- **Available data**
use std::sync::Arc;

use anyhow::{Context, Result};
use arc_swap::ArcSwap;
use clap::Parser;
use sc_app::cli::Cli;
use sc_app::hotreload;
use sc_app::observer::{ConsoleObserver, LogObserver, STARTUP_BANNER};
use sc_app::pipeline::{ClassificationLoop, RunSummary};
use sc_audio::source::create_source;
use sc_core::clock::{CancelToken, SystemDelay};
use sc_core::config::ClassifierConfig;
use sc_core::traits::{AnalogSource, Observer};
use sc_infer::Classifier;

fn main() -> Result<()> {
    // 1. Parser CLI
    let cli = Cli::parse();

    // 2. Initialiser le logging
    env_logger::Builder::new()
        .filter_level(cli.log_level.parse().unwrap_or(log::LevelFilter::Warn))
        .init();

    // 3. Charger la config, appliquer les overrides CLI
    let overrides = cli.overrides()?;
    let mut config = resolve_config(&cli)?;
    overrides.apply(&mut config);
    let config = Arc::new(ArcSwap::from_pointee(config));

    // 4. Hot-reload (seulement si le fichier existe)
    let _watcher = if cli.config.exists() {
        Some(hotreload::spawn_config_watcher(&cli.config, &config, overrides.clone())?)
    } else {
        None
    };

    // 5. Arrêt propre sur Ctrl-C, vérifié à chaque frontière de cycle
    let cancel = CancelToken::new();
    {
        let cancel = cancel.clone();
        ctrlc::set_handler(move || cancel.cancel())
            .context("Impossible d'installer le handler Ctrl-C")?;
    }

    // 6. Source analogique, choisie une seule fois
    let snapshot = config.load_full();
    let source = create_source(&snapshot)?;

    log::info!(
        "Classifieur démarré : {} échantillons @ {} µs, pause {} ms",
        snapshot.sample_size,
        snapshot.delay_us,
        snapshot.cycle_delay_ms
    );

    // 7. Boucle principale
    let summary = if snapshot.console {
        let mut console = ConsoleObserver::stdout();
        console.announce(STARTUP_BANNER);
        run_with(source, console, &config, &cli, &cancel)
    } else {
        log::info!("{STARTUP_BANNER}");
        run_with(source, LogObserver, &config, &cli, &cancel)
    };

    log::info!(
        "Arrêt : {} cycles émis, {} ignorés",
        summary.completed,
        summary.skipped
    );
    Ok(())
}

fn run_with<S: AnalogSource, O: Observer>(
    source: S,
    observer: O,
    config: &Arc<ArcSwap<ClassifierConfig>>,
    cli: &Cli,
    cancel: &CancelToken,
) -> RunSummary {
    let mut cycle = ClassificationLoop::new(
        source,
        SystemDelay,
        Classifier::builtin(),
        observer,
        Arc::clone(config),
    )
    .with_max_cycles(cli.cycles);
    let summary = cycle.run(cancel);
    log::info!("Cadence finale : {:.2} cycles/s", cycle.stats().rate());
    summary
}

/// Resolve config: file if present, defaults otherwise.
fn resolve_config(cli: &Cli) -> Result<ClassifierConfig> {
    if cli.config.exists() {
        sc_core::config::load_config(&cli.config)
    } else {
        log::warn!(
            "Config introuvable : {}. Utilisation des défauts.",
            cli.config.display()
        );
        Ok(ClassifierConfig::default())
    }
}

- **Your objective**
Could you say how many lines of the entries contain the string "info"? Only the number should be given.

- **Answer for the task**
4